Uno studio innovativo usa polvere cosmica nei ghiacci della Groenlandia per ricostruire il ghiaccio artico prima dell’era satellitare, rivelando secoli di cambiamenti climatici
Polvere cosmica e ghiaccio artico: una nuova frontiera nella paleoclimatologia.
La comprensione dell’evoluzione del ghiaccio marino artico è fondamentale per studiare i cambiamenti climatici globali. Tuttavia, le osservazioni satellitari sono disponibili solo dagli anni ’70, lasciando un vuoto di dati per i secoli precedenti. Un recente studio condotto da ricercatori dell’University of Washington propone una soluzione innovativa: utilizzare la polvere spaziale intrappolata nei ghiacci della Groenlandia per ricostruire le condizioni del ghiaccio marino artico dal 1700 in poi.
Il team ha analizzato micrometeoriti – minuscole particelle di polvere cosmica – raccolte da carote di ghiaccio estratte in Groenlandia. Queste particelle, provenienti dallo spazio interplanetario, si depositano sulla Terra in modo relativamente uniforme. Tuttavia, la quantità che raggiunge la superficie dipende dalla copertura del ghiaccio marino: meno ghiaccio significa più polvere che riesce a depositarsi.
Uno studio pubblicato su Science (1) dimostra che tracciare dove è caduta – e dove non è caduta – la polvere cosmica può rivelare come la copertura del ghiaccio marino sia cambiata nel corso dei millenni.
«Se riusciremo a prevedere il momento e i modelli spaziali del declino della copertura del ghiaccio in futuro, potremo comprendere meglio il riscaldamento, prevedere i cambiamenti nelle reti alimentari e nella pesca, e prepararci a mutamenti geopolitici», ha dichiarato il dottor Frankie Pavia (2), professore assistente di oceanografia all’University of Washington e autore principale dello studio.
«È come cercare un ago in un pagliaio», continua Pavia. «Hai questa piccola quantità di polvere cosmica che cade ovunque, ma hai anche i sedimenti terrestri che si accumulano piuttosto rapidamente. Durante l’ultima era glaciale, c’era quasi nessuna polvere cosmica nei sedimenti artici».

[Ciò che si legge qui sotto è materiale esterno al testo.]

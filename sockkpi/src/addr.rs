//! # Socket Addresses and Kinds
//!
//! ## Purpose
//!
//! Addresses travel through the socket layer as opaque, family-tagged byte strings. The core
//! checks only the family and the length; turning the bytes into something meaningful is the
//! job of the protocol handler that owns the family.
//!
//! ## How it works
//!
//! `SockAddr` stores the family next to the encoded bytes. Constructors encode the common
//! families (IPv4/IPv6 socket addresses, link-layer interface addresses and local-domain names)
//! and the matching accessors decode them for handlers.
//!
//! ## Main components
//!
//! - `Domain`, `SockType`, `SockKind`: the (family, type, protocol) triple of a socket.
//! - `SockAddr`: the opaque address value.

use crate::error::{SockError, SockResult};
use std::fmt;
use std::net::{IpAddr, Ipv4Addr, Ipv6Addr, SocketAddr, SocketAddrV4, SocketAddrV6};

/// Longest accepted local-domain name, the size of `sun_path` minus the terminator.
pub const MAX_LOCAL_NAME: usize = 103;

const INET_LEN: usize = 6;
const INET6_LEN: usize = 26;
const LINK_LEN: usize = 10;

/// Address family / protocol domain.
#[derive(Copy, Clone, Debug, PartialEq, Eq, Hash)]
#[repr(i32)]
pub enum Domain {
    Inet = libc::AF_INET,
    Inet6 = libc::AF_INET6,
    /// Local (unix) domain.
    Local = libc::AF_UNIX,
    /// Link layer.
    Link = libc::AF_PACKET,
}

impl Domain {
    pub fn from_raw(family: i32) -> SockResult<Self> {
        match family {
            libc::AF_INET => Ok(Domain::Inet),
            libc::AF_INET6 => Ok(Domain::Inet6),
            libc::AF_UNIX => Ok(Domain::Local),
            libc::AF_PACKET => Ok(Domain::Link),
            _ => Err(SockError::AddressFamilyUnsupported),
        }
    }

    fn valid_len(self, len: usize) -> bool {
        match self {
            Domain::Inet => len == INET_LEN,
            Domain::Inet6 => len == INET6_LEN,
            Domain::Local => (1..=MAX_LOCAL_NAME).contains(&len),
            Domain::Link => len == LINK_LEN,
        }
    }
}

/// Socket type.
#[derive(Copy, Clone, Debug, PartialEq, Eq, Hash)]
#[repr(i32)]
pub enum SockType {
    Stream = libc::SOCK_STREAM,
    Datagram = libc::SOCK_DGRAM,
    Raw = libc::SOCK_RAW,
    SeqPacket = libc::SOCK_SEQPACKET,
}

impl SockType {
    /// Record-preserving types hand whole messages to the protocol.
    pub fn is_atomic(self) -> bool {
        !matches!(self, SockType::Stream)
    }

    /// Types that must be connected before data can flow.
    pub fn is_connection_oriented(self) -> bool {
        matches!(self, SockType::Stream | SockType::SeqPacket)
    }
}

/// The (domain, type, protocol) triple a socket was created with.
#[derive(Copy, Clone, Debug, PartialEq, Eq, Hash)]
pub struct SockKind {
    pub domain: Domain,
    pub ty: SockType,
    pub protocol: i32,
}

/// Opaque family-tagged address.
#[derive(Clone, PartialEq, Eq, Hash)]
pub struct SockAddr {
    family: Domain,
    bytes: Vec<u8>,
}

impl SockAddr {
    /// Wraps raw address bytes. Only length and family are checked.
    pub fn from_raw(family: Domain, bytes: impl Into<Vec<u8>>) -> SockResult<Self> {
        let bytes = bytes.into();
        if !family.valid_len(bytes.len()) {
            return Err(SockError::InvalidArgument);
        }
        Ok(SockAddr { family, bytes })
    }

    pub fn inet(addr: SocketAddr) -> Self {
        match addr {
            SocketAddr::V4(v4) => {
                let mut bytes = Vec::with_capacity(INET_LEN);
                bytes.extend_from_slice(&v4.port().to_be_bytes());
                bytes.extend_from_slice(&v4.ip().octets());
                SockAddr { family: Domain::Inet, bytes }
            }
            SocketAddr::V6(v6) => {
                let mut bytes = Vec::with_capacity(INET6_LEN);
                bytes.extend_from_slice(&v6.port().to_be_bytes());
                bytes.extend_from_slice(&v6.ip().octets());
                bytes.extend_from_slice(&v6.flowinfo().to_be_bytes());
                bytes.extend_from_slice(&v6.scope_id().to_be_bytes());
                SockAddr { family: Domain::Inet6, bytes }
            }
        }
    }

    /// Local-domain name. Empty names and names longer than `MAX_LOCAL_NAME` are rejected.
    pub fn local(name: &str) -> SockResult<Self> {
        Self::from_raw(Domain::Local, name.as_bytes())
    }

    pub fn link(if_index: u32, mac: [u8; 6]) -> Self {
        let mut bytes = Vec::with_capacity(LINK_LEN);
        bytes.extend_from_slice(&if_index.to_be_bytes());
        bytes.extend_from_slice(&mac);
        SockAddr { family: Domain::Link, bytes }
    }

    pub fn family(&self) -> Domain {
        self.family
    }

    pub fn as_bytes(&self) -> &[u8] {
        &self.bytes
    }

    pub fn len(&self) -> usize {
        self.bytes.len()
    }

    pub fn is_empty(&self) -> bool {
        self.bytes.is_empty()
    }

    /// Checks that the address may be used with a socket of `domain`.
    pub fn validate(&self, domain: Domain) -> SockResult<()> {
        if self.family != domain {
            return Err(SockError::AddressFamilyUnsupported);
        }
        if !self.family.valid_len(self.bytes.len()) {
            return Err(SockError::InvalidArgument);
        }
        Ok(())
    }

    pub fn to_inet(&self) -> Option<SocketAddr> {
        let b = &self.bytes;
        match self.family {
            Domain::Inet if b.len() == INET_LEN => {
                let port = u16::from_be_bytes([b[0], b[1]]);
                let ip = Ipv4Addr::new(b[2], b[3], b[4], b[5]);
                Some(SocketAddr::V4(SocketAddrV4::new(ip, port)))
            }
            Domain::Inet6 if b.len() == INET6_LEN => {
                let port = u16::from_be_bytes([b[0], b[1]]);
                let mut octets = [0u8; 16];
                octets.copy_from_slice(&b[2..18]);
                let flowinfo = u32::from_be_bytes([b[18], b[19], b[20], b[21]]);
                let scope_id = u32::from_be_bytes([b[22], b[23], b[24], b[25]]);
                Some(SocketAddr::V6(SocketAddrV6::new(
                    Ipv6Addr::from(octets),
                    port,
                    flowinfo,
                    scope_id,
                )))
            }
            _ => None,
        }
    }

    pub fn local_name(&self) -> Option<&str> {
        match self.family {
            Domain::Local => std::str::from_utf8(&self.bytes).ok(),
            _ => None,
        }
    }

    pub fn to_link(&self) -> Option<(u32, [u8; 6])> {
        let b = &self.bytes;
        match self.family {
            Domain::Link if b.len() == LINK_LEN => {
                let if_index = u32::from_be_bytes([b[0], b[1], b[2], b[3]]);
                let mut mac = [0u8; 6];
                mac.copy_from_slice(&b[4..10]);
                Some((if_index, mac))
            }
            _ => None,
        }
    }
}

impl From<SocketAddr> for SockAddr {
    fn from(addr: SocketAddr) -> Self {
        SockAddr::inet(addr)
    }
}

impl From<(IpAddr, u16)> for SockAddr {
    fn from((ip, port): (IpAddr, u16)) -> Self {
        SockAddr::inet(SocketAddr::new(ip, port))
    }
}

impl fmt::Display for SockAddr {
    fn fmt(&self, f: &mut fmt::Formatter<'_>) -> fmt::Result {
        if let Some(addr) = self.to_inet() {
            return write!(f, "{addr}");
        }
        if let Some(name) = self.local_name() {
            return write!(f, "local:{name}");
        }
        if let Some((if_index, mac)) = self.to_link() {
            return write!(
                f,
                "link:{if_index}/{:02x}:{:02x}:{:02x}:{:02x}:{:02x}:{:02x}",
                mac[0], mac[1], mac[2], mac[3], mac[4], mac[5]
            );
        }
        write!(f, "{:?}:{:02x?}", self.family, self.bytes)
    }
}

impl fmt::Debug for SockAddr {
    fn fmt(&self, f: &mut fmt::Formatter<'_>) -> fmt::Result {
        write!(f, "SockAddr({self})")
    }
}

Utilizzando tecniche di spettrometria di massa e modelli climatici, i ricercatori hanno correlato la concentrazione di polvere cosmica con l’estensione del ghiaccio marino artico in epoche precedenti all’osservazione diretta.
Risultati principali
- Le concentrazioni di polvere cosmica sono significativamente più elevate nei periodi storici con minore copertura di ghiaccio marino;
- L’attuale riduzione del ghiaccio artico è senza precedenti rispetto agli ultimi 250 anni;
- Il metodo consente di estendere la cronologia delle osservazioni artiche ben oltre l’era satellitare, offrendo una nuova prospettiva sulla variabilità climatica naturale.
Implicazioni per la paleoclimatologia
- Fornisce un proxy indipendente per la ricostruzione del ghiaccio marino.
- Può essere applicata ad altre regioni polari e a periodi ancora più remoti.
- Contribuisce a migliorare i modelli climatici e le previsioni future.
«Con la diminuzione del ghiaccio in futuro, ci aspettiamo di vedere un aumento del consumo di nutrienti da parte del fitoplancton nell’Artico, con conseguenze sulla rete alimentare», ha affermato Pavia.
L’utilizzo della polvere cosmica come strumento di indagine climatica rappresenta un passo avanti nella comprensione del sistema Terra. Questo approccio innovativo dimostra come anche le particelle più piccole possano raccontare grandi storie sul nostro passato climatico – e aiutarci a prevedere il futuro.
Hanno collaborato al progetto: Jesse R. Farmer dell'University of Massachusetts Boston; Laura Gemery e Thomas M. Cronin dell'United States Geological Survey; e Jonathan Treffkorn e Kenneth A. Farley del Caltech.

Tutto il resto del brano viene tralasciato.